(Stored data entries)
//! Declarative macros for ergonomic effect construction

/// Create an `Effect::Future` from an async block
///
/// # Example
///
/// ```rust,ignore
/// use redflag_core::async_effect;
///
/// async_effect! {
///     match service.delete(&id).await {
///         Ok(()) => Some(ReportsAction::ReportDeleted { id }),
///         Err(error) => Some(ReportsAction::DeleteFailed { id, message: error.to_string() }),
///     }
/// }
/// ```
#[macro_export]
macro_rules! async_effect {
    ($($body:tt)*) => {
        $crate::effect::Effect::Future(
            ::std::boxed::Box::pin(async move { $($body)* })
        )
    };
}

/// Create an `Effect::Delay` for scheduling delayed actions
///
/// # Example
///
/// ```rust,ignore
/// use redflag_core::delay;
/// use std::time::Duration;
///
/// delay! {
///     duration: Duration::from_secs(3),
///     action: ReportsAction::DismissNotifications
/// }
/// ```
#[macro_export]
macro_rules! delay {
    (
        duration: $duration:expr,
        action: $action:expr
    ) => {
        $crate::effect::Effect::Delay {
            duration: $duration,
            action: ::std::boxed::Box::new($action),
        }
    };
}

--

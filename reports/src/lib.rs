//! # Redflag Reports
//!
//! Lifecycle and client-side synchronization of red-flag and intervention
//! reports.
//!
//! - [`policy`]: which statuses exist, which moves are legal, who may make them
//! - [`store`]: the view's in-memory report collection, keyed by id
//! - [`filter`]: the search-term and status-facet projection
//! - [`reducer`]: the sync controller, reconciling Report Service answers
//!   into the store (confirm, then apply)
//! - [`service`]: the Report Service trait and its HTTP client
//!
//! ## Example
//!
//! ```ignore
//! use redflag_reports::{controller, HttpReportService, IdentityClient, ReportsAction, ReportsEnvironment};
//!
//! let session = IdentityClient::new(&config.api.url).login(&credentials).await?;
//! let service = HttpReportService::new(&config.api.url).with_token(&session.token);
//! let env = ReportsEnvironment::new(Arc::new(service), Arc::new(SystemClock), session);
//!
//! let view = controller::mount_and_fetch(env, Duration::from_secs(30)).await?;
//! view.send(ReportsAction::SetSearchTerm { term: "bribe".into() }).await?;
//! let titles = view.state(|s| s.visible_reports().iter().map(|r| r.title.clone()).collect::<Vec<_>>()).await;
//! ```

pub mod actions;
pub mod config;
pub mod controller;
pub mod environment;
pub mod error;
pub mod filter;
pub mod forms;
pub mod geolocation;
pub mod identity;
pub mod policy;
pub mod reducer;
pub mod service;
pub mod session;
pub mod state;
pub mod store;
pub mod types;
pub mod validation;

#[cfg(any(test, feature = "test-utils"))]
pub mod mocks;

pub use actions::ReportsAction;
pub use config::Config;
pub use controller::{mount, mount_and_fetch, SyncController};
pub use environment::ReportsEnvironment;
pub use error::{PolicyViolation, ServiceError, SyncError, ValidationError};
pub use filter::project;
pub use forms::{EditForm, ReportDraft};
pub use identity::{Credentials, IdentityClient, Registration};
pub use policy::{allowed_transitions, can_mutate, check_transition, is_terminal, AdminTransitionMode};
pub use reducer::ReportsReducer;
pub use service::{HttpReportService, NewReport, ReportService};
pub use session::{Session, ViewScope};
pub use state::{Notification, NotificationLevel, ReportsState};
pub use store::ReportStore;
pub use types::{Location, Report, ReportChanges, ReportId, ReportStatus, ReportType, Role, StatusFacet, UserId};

Description of the task. Tell me how many lines of the records include the word "into", replying with the number alone.

Written response. 2